### TASK INSTRUCTIONS
Produce a word-for-word copy of the data below.
────────────────────────────────────────
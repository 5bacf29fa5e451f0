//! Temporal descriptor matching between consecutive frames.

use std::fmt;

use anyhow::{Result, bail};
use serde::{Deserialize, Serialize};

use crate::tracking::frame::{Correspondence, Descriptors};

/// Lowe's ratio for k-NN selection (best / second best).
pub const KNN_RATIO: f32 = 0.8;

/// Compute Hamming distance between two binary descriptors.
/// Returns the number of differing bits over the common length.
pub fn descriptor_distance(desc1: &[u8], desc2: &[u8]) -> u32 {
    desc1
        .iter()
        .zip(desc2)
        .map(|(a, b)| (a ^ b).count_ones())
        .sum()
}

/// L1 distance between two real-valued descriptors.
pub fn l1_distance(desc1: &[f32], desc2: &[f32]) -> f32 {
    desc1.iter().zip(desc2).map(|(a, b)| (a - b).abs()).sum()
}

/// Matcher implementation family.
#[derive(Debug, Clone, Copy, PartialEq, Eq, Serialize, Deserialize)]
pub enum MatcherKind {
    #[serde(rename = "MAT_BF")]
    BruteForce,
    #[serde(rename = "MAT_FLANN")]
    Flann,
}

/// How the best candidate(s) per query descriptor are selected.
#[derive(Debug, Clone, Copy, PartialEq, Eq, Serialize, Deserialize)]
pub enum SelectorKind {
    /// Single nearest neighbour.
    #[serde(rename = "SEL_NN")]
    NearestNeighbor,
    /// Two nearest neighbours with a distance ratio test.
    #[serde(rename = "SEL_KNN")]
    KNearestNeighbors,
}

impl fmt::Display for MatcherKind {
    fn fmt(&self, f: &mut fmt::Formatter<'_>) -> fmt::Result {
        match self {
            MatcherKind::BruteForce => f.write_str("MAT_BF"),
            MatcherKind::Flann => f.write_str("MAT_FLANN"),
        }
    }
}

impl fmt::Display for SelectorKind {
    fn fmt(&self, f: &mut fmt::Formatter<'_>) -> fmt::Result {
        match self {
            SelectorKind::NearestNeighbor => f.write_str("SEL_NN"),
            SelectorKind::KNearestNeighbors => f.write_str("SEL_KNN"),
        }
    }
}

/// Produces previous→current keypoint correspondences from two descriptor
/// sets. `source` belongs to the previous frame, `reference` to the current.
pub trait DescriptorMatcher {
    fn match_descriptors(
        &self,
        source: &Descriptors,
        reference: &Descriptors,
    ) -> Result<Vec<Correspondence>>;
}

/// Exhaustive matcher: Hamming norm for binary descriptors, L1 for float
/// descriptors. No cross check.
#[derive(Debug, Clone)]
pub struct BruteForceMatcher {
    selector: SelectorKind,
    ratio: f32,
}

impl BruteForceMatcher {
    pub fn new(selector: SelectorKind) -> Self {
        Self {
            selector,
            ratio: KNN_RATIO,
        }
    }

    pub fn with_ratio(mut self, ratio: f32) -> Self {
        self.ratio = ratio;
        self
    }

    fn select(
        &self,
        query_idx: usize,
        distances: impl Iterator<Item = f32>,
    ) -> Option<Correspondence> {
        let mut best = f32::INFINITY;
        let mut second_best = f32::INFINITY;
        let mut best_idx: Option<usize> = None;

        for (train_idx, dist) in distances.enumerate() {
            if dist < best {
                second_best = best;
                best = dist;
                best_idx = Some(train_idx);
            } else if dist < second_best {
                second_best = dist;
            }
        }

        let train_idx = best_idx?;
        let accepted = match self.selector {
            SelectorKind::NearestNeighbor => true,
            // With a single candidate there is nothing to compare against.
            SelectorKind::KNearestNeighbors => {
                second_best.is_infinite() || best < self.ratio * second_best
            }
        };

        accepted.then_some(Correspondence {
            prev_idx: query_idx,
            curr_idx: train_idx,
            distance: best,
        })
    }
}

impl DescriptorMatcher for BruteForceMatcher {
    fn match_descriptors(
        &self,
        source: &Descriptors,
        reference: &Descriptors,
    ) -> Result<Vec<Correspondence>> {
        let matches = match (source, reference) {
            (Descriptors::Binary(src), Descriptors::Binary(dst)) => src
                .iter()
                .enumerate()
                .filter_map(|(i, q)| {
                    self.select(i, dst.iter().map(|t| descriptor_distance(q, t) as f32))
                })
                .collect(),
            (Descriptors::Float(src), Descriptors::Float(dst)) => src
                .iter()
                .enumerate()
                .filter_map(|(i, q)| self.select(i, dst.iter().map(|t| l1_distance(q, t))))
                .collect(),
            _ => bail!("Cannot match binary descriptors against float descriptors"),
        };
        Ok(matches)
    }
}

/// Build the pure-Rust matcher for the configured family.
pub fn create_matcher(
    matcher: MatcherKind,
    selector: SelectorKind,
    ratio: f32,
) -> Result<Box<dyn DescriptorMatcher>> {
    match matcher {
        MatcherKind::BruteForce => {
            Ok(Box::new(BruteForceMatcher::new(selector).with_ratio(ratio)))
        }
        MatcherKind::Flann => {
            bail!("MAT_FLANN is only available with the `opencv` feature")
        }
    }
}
────────────────────────────────────────
### COMPLETED EXERCISE
repository 5bacf29fa5e451f0
//! Temporal descriptor matching between consecutive frames.

use std::fmt;

use anyhow::{Result, bail};
use serde::{Deserialize, Serialize};

use crate::tracking::frame::{Correspondence, Descriptors};

/// Lowe's ratio for k-NN selection (best / second best).
pub const KNN_RATIO: f32 = 0.8;

/// Compute Hamming distance between two binary descriptors.
/// Returns the number of differing bits over the common length.
pub fn descriptor_distance(desc1: &[u8], desc2: &[u8]) -> u32 {
    desc1
        .iter()
        .zip(desc2)
        .map(|(a, b)| (a ^ b).count_ones())
        .sum()
}

/// L1 distance between two real-valued descriptors.
pub fn l1_distance(desc1: &[f32], desc2: &[f32]) -> f32 {
    desc1.iter().zip(desc2).map(|(a, b)| (a - b).abs()).sum()
}

/// Matcher implementation family.
#[derive(Debug, Clone, Copy, PartialEq, Eq, Serialize, Deserialize)]
pub enum MatcherKind {
    #[serde(rename = "MAT_BF")]
    BruteForce,
    #[serde(rename = "MAT_FLANN")]
    Flann,
}

/// How the best candidate(s) per query descriptor are selected.
#[derive(Debug, Clone, Copy, PartialEq, Eq, Serialize, Deserialize)]
pub enum SelectorKind {
    /// Single nearest neighbour.
    #[serde(rename = "SEL_NN")]
    NearestNeighbor,
    /// Two nearest neighbours with a distance ratio test.
    #[serde(rename = "SEL_KNN")]
    KNearestNeighbors,
}

impl fmt::Display for MatcherKind {
    fn fmt(&self, f: &mut fmt::Formatter<'_>) -> fmt::Result {
        match self {
            MatcherKind::BruteForce => f.write_str("MAT_BF"),
            MatcherKind::Flann => f.write_str("MAT_FLANN"),
        }
    }
}

impl fmt::Display for SelectorKind {
    fn fmt(&self, f: &mut fmt::Formatter<'_>) -> fmt::Result {
        match self {
            SelectorKind::NearestNeighbor => f.write_str("SEL_NN"),
            SelectorKind::KNearestNeighbors => f.write_str("SEL_KNN"),
        }
    }
}

/// Produces previous→current keypoint correspondences from two descriptor
/// sets. `source` belongs to the previous frame, `reference` to the current.
pub trait DescriptorMatcher {
    fn match_descriptors(
        &self,
        source: &Descriptors,
        reference: &Descriptors,
    ) -> Result<Vec<Correspondence>>;
}

/// Exhaustive matcher: Hamming norm for binary descriptors, L1 for float
/// descriptors. No cross check.
#[derive(Debug, Clone)]
pub struct BruteForceMatcher {
    selector: SelectorKind,
    ratio: f32,
}

impl BruteForceMatcher {
    pub fn new(selector: SelectorKind) -> Self {
        Self {
            selector,
            ratio: KNN_RATIO,
        }
    }

    pub fn with_ratio(mut self, ratio: f32) -> Self {
        self.ratio = ratio;
        self
    }

    fn select(
        &self,
        query_idx: usize,
        distances: impl Iterator<Item = f32>,
    ) -> Option<Correspondence> {
        let mut best = f32::INFINITY;
        let mut second_best = f32::INFINITY;
        let mut best_idx: Option<usize> = None;

        for (train_idx, dist) in distances.enumerate() {
            if dist < best {
                second_best = best;
                best = dist;
                best_idx = Some(train_idx);
            } else if dist < second_best {
                second_best = dist;
            }
        }

        let train_idx = best_idx?;
        let accepted = match self.selector {
            SelectorKind::NearestNeighbor => true,
            // With a single candidate there is nothing to compare against.
            SelectorKind::KNearestNeighbors => {
                second_best.is_infinite() || best < self.ratio * second_best
            }
        };

        accepted.then_some(Correspondence {
            prev_idx: query_idx,
            curr_idx: train_idx,
            distance: best,
        })
    }
}

impl DescriptorMatcher for BruteForceMatcher {
    fn match_descriptors(
        &self,
        source: &Descriptors,
        reference: &Descriptors,
    ) -> Result<Vec<Correspondence>> {
        let matches = match (source, reference) {
            (Descriptors::Binary(src), Descriptors::Binary(dst)) => src
                .iter()
                .enumerate()
                .filter_map(|(i, q)| {
                    self.select(i, dst.iter().map(|t| descriptor_distance(q, t) as f32))
                })
                .collect(),
            (Descriptors::Float(src), Descriptors::Float(dst)) => src
                .iter()
                .enumerate()
                .filter_map(|(i, q)| self.select(i, dst.iter().map(|t| l1_distance(q, t))))
                .collect(),
            _ => bail!("Cannot match binary descriptors against float descriptors"),
        };
        Ok(matches)
    }
}

/// Build the pure-Rust matcher for the configured family.
pub fn create_matcher(
    matcher: MatcherKind,
    selector: SelectorKind,
    ratio: f32,
) -> Result<Box<dyn DescriptorMatcher>> {
    match matcher {
        MatcherKind::BruteForce => {
            Ok(Box::new(BruteForceMatcher::new(selector).with_ratio(ratio)))
        }
        MatcherKind::Flann => {
            bail!("MAT_FLANN is only available with the `opencv` feature")
        }
    }
}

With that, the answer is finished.